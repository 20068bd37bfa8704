//! Stream protocol between the provider adapter and the agent loop.

use crate::ai::types::{AiToolCall, Usage};

/// Parts of a streaming model response, in arrival order.
///
/// Provider adapters translate their own callback or SSE event model into
/// this vocabulary; the loop consumes only `StreamPart`.
#[derive(Debug, Clone)]
pub enum StreamPart {
    /// Incremental text chunk.
    TextDelta { delta: String },
    /// A tool call began streaming (arguments not yet complete).
    ToolCallStart { id: String, name: String },
    /// Tool call fully received.
    ToolCallComplete { call: AiToolCall },
    /// Token accounting for the call.
    Usage { usage: Usage },
    /// The stream finished normally.
    Finish,
    /// The stream died; the loop treats this as a provider error.
    Error { error: String },
}
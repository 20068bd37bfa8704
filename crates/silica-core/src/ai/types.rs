//! Provider-facing message types.
//!
//! These are the wire shapes shared by the agent loop, the session store and
//! the provider adapter. Domain data (specs, jobs, artifacts) lives elsewhere.

use serde::{Deserialize, Serialize};
use serde_json::Value;

/// Tool definition handed to the provider's tool-binding payload.
#[derive(Debug, Clone, Serialize, Deserialize)]
pub struct AiTool {
    pub name: String,
    pub description: String,
    pub input_schema: Value,
}

/// A tool invocation requested by the model.
#[derive(Debug, Clone, Serialize, Deserialize)]
pub struct AiToolCall {
    pub id: String,
    pub name: String,
    pub arguments: Value,
}

/// Role of a conversation turn.
#[derive(Debug, Clone, Copy, Serialize, Deserialize, PartialEq, Eq)]
#[serde(rename_all = "lowercase")]
pub enum Role {
    User,
    Assistant,
    /// Synthetic turn carrying tool results back to the model.
    Tool,
}

impl Role {
    pub fn as_str(&self) -> &'static str {
        match self {
            Role::User => "user",
            Role::Assistant => "assistant",
            Role::Tool => "tool",
        }
    }

    pub fn parse(s: &str) -> Option<Role> {
        match s {
            "user" => Some(Role::User),
            "assistant" => Some(Role::Assistant),
            "tool" => Some(Role::Tool),
            _ => None,
        }
    }
}

/// Content blocks inside a turn.
#[derive(Debug, Clone, Serialize, Deserialize)]
#[serde(tag = "type", rename_all = "snake_case")]
pub enum Content {
    Text { text: String },
    ToolUse {
        id: String,
        name: String,
        input: Value,
    },
    ToolResult {
        tool_use_id: String,
        output: String,
        #[serde(skip_serializing_if = "Option::is_none")]
        is_error: Option<bool>,
    },
}

/// One role-tagged entry in a conversation history.
#[derive(Debug, Clone, Serialize, Deserialize)]
pub struct ModelMessage {
    pub role: Role,
    pub content: Vec<Content>,
}

impl ModelMessage {
    pub fn user_text(text: impl Into<String>) -> Self {
        Self {
            role: Role::User,
            content: vec![Content::Text { text: text.into() }],
        }
    }

    /// Tool-call blocks of an assistant turn, in emission order.
    pub fn tool_calls(&self) -> Vec<AiToolCall> {
        self.content
            .iter()
            .filter_map(|c| match c {
                Content::ToolUse { id, name, input } => Some(AiToolCall {
                    id: id.clone(),
                    name: name.clone(),
                    arguments: input.clone(),
                }),
                _ => None,
            })
            .collect()
    }

    /// Concatenated free text of the turn.
    pub fn text(&self) -> String {
        let mut out = String::new();
        for block in &self.content {
            if let Content::Text { text } = block {
                if !out.is_empty() {
                    out.push('\n');
                }
                out.push_str(text);
            }
        }
        out
    }

    /// Rough character count used by the fallback token estimator.
    pub fn char_len(&self) -> usize {
        self.content
            .iter()
            .map(|c| match c {
                Content::Text { text } => text.len(),
                Content::ToolUse { input, .. } => input.to_string().len(),
                Content::ToolResult { output, .. } => output.len(),
            })
            .sum()
    }
}

/// Provider-reported token usage for one model call.
#[derive(Debug, Clone, Copy, Default, Serialize, Deserialize)]
pub struct Usage {
    pub input_tokens: usize,
    pub output_tokens: usize,
}

impl Usage {
    pub fn add(&mut self, other: Usage) {
        self.input_tokens += other.input_tokens;
        self.output_tokens += other.output_tokens;
    }

    pub fn is_zero(&self) -> bool {
        self.input_tokens == 0 && self.output_tokens == 0
    }
}

/// Fallback estimator when the provider reports no usage: four bytes per
/// token, rounded up. Provider-reported counts always win when present.
pub fn estimate_tokens(chars: usize) -> usize {
    chars.div_ceil(4)
}

#[cfg(test)]
mod tests {
    use super::*;
    use serde_json::json;

    #[test]
    fn tool_calls_preserve_emission_order() {
        let msg = ModelMessage {
            role: Role::Assistant,
            content: vec![
                Content::Text { text: "run both".into() },
                Content::ToolUse {
                    id: "call_1".into(),
                    name: "linter_tool".into(),
                    input: json!({"file_path": "counter.v"}),
                },
                Content::ToolUse {
                    id: "call_2".into(),
                    name: "simulation_tool".into(),
                    input: json!({"design_files": ["counter.v"], "tb_file": "counter_tb.v"}),
                },
            ],
        };
        let calls = msg.tool_calls();
        assert_eq!(calls.len(), 2);
        assert_eq!(calls[0].id, "call_1");
        assert_eq!(calls[1].name, "simulation_tool");
    }

    #[test]
    fn role_round_trips_through_storage_strings() {
        for role in [Role::User, Role::Assistant, Role::Tool] {
            assert_eq!(Role::parse(role.as_str()), Some(role));
        }
        assert_eq!(Role::parse("system"), None);
    }

    #[test]
    fn estimator_rounds_up() {
        assert_eq!(estimate_tokens(0), 0);
        assert_eq!(estimate_tokens(1), 1);
        assert_eq!(estimate_tokens(4), 1);
        assert_eq!(estimate_tokens(5), 2);
    }
}
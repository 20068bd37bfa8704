//! Standalone server binary: `silica-server [PORT]`.

use std::sync::Arc;

use silica_core::{Core, CoreConfig};
use silica_server::{start_server, ServerConfig};

#[tokio::main]
async fn main() -> anyhow::Result<()> {
    tracing_subscriber::fmt()
        .with_env_filter(
            tracing_subscriber::EnvFilter::try_from_default_env()
                .unwrap_or_else(|_| "silica_core=info,silica_server=info".into()),
        )
        .init();

    let port = std::env::args()
        .nth(1)
        .and_then(|p| p.parse().ok())
        .unwrap_or(3000);

    let core = Arc::new(Core::from_config(CoreConfig::from_env()).await?);
    start_server(core, ServerConfig { port }).await
}
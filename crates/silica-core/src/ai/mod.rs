//! Model-provider interface: message types, stream protocol, client.

pub mod client;
pub mod streaming;
pub mod types;

pub use client::{HttpModelClient, ModelClient, ModelClientConfig};
pub use streaming::StreamPart;
pub use types::{estimate_tokens, AiTool, AiToolCall, Content, ModelMessage, Role, Usage};
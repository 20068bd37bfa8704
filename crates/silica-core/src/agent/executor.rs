//! Tool dispatch for the agent loop and external tool-protocol clients.
//!
//! Resolution order per invocation: visibility under the session's filter,
//! argument validation against the registry schema, session-bound dispatch.
//! Handler failures come back as error results for the model to read, never
//! as loop-fatal errors; the executor itself never retries.

use std::sync::Arc;
use std::time::{Duration, Instant};

use tokio_util::sync::CancellationToken;

use super::loop_events::LoopEvent;
use crate::ai::types::AiToolCall;
use crate::bus::EventBus;
use crate::config::CoreConfig;
use crate::error::CoreError;
use crate::session::SessionManager;
use crate::synth::JobSupervisor;
use crate::tools::truncation::truncate_for_model;
use crate::tools::{schema, ToolContext, ToolRegistry, ToolResult};

/// One completed invocation with its accounting.
#[derive(Debug, Clone)]
pub struct ExecutedTool {
    pub result: ToolResult,
    pub duration: Duration,
    /// Bytes the handler produced before model-facing truncation.
    pub bytes: usize,
}

pub struct ToolExecutor {
    pub registry: Arc<ToolRegistry>,
    pub sessions: Arc<SessionManager>,
    pub jobs: Arc<JobSupervisor>,
    pub bus: Arc<EventBus>,
    pub config: Arc<CoreConfig>,
}

impl ToolExecutor {
    pub async fn execute(
        &self,
        session_id: &str,
        transport: &str,
        call: &AiToolCall,
        cancel: CancellationToken,
    ) -> ExecutedTool {
        let start = Instant::now();

        self.bus
            .publish(
                session_id,
                LoopEvent::ToolCall {
                    id: call.id.clone(),
                    name: call.name.clone(),
                    args: call.arguments.clone(),
                },
            )
            .await;

        let result = self
            .resolve_and_run(session_id, transport, call, cancel)
            .await;
        let duration = start.elapsed();
        let bytes = result.output.len();

        let truncated = ToolResult {
            output: truncate_for_model(&result.output),
            ..result
        };

        self.bus
            .publish(
                session_id,
                LoopEvent::ToolResult {
                    id: call.id.clone(),
                    status: if truncated.is_error { "error" } else { "success" }.to_string(),
                    content: truncated.output.clone(),
                    duration_ms: duration.as_millis() as u64,
                    bytes,
                },
            )
            .await;

        tracing::debug!(
            tool = %call.name,
            session_id,
            is_error = truncated.is_error,
            duration_ms = duration.as_millis() as u64,
            bytes,
            "tool executed"
        );

        ExecutedTool {
            result: truncated,
            duration,
            bytes,
        }
    }

    async fn resolve_and_run(
        &self,
        session_id: &str,
        transport: &str,
        call: &AiToolCall,
        cancel: CancellationToken,
    ) -> ToolResult {
        let Some(tool) = self.registry.get(&call.name).await else {
            return ToolResult::error("NotFound", format!("unknown tool '{}'", call.name));
        };

        if !self.registry.is_visible(session_id, &call.name).await {
            return ToolResult::from_core_error(&CoreError::ToolNotVisible(call.name.clone()));
        }

        let problems = schema::validate_args(&tool.parameters_schema(), &call.arguments);
        if !problems.is_empty() {
            return ToolResult::error("BadArgs", problems.join("; "));
        }

        let ctx = ToolContext {
            session_id: session_id.to_string(),
            transport: transport.to_string(),
            workspace: self.sessions.workspace(session_id),
            sessions: self.sessions.clone(),
            jobs: self.jobs.clone(),
            registry: self.registry.clone(),
            config: self.config.clone(),
            cancel,
            timeout: None,
        };

        self.registry
            .execute(&call.name, call.arguments.clone(), &ctx)
            .await
            .unwrap_or_else(|| {
                ToolResult::error("NotFound", format!("unknown tool '{}'", call.name))
            })
    }
}
//! Cocotb testbench execution.

use async_trait::async_trait;
use serde::Deserialize;
use serde_json::{json, Value};

use crate::process::{run_command, CommandSpec};
use crate::tools::registry::ToolCategory;
use crate::tools::{parse_params, Tool, ToolContext, ToolResult};

/// Fixed cocotb-test entry point. Parameters arrive via SILICA_COCOTB_*
/// environment variables so model-supplied names cannot alter the source.
const COCOTB_RUNNER: &str = "\
import json, os
from cocotb_test.simulator import run
run(
    verilog_sources=json.loads(os.environ['SILICA_COCOTB_SOURCES']),
    toplevel=os.environ['SILICA_COCOTB_TOPLEVEL'],
    module=os.environ['SILICA_COCOTB_MODULE'],
    simulator='icarus',
    toplevel_lang='verilog',
    timescale='1ns/1ps',
)
";

pub struct CocotbTool;

#[derive(Deserialize)]
struct Params {
    verilog_files: Vec<String>,
    toplevel: String,
    /// Python test module name, without `.py`.
    test_module: String,
}

#[async_trait]
impl Tool for CocotbTool {
    fn name(&self) -> &str {
        "cocotb_tool"
    }

    fn description(&self) -> &str {
        "Run a cocotb (Python) testbench against the design with the Icarus simulator. Alternative to simulation_tool for coroutine-style tests."
    }

    fn parameters_schema(&self) -> Value {
        json!({
            "type": "object",
            "properties": {
                "verilog_files": {"type": "array", "description": "Workspace-relative RTL files"},
                "toplevel": {"type": "string", "description": "Top-level Verilog module under test"},
                "test_module": {"type": "string", "description": "Python test module in the workspace, without .py"}
            },
            "required": ["verilog_files", "toplevel", "test_module"],
            "additionalProperties": false
        })
    }

    fn category(&self) -> ToolCategory {
        ToolCategory::Verification
    }

    async fn execute(&self, params: Value, ctx: &ToolContext) -> ToolResult {
        let params = match parse_params::<Params>(params) {
            Ok(p) => p,
            Err(e) => return e,
        };

        for rel in &params.verilog_files {
            match ctx.workspace.resolve(rel) {
                Ok(path) if path.absolute().exists() => {}
                Ok(_) => return ToolResult::error("NotFound", format!("file '{}' does not exist", rel)),
                Err(e) => return e.into(),
            }
        }
        if ctx
            .workspace
            .resolve(&format!("{}.py", params.test_module))
            .map(|p| !p.absolute().exists())
            .unwrap_or(true)
        {
            return ToolResult::error(
                "NotFound",
                format!("test module '{}.py' not found in workspace", params.test_module),
            );
        }

        // cocotb-test drives the simulator and exits nonzero on failure.
        // The runner source is a fixed literal; everything model-supplied
        // travels through the environment, never through Python syntax.
        let sources_json = match serde_json::to_string(&params.verilog_files) {
            Ok(json) => json,
            Err(e) => return ToolResult::error("BadArgs", e),
        };

        let mut spec = CommandSpec::new("python3", ctx.workspace.root())
            .args(["-c", COCOTB_RUNNER])
            .hard_timeout(ctx.config.subprocess_timeout);
        spec.env.push((
            "PYTHONPATH".to_string(),
            ctx.workspace.root().to_string_lossy().to_string(),
        ));
        spec.env.push(("SILICA_COCOTB_SOURCES".to_string(), sources_json));
        spec.env
            .push(("SILICA_COCOTB_TOPLEVEL".to_string(), params.toplevel.clone()));
        spec.env.push((
            "SILICA_COCOTB_MODULE".to_string(),
            params.test_module.clone(),
        ));

        match run_command(spec, &ctx.cancel).await {
            Ok(out) if out.success() => ToolResult::success(format!(
                "Cocotb test passed.\n\n{}",
                tail(&out.stdout, 40)
            )),
            Ok(out) => ToolResult::success(format!(
                "Cocotb test FAILED (exit {}).\n\nStdout tail:\n{}\nStderr tail:\n{}",
                out.exit_code.unwrap_or(-1),
                tail(&out.stdout, 40),
                tail(&out.stderr, 40)
            )),
            Err(e) => e.into(),
        }
    }
}

fn tail(text: &str, lines: usize) -> String {
    let collected: Vec<&str> = text.lines().rev().take(lines).collect();
    collected.into_iter().rev().collect::<Vec<_>>().join("\n")
}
_____
Work instructions
Copy every line in the data above that has the string "JobSupervisor" in it.

Written response
use crate::synth::JobSupervisor;
    pub jobs: Arc<JobSupervisor>,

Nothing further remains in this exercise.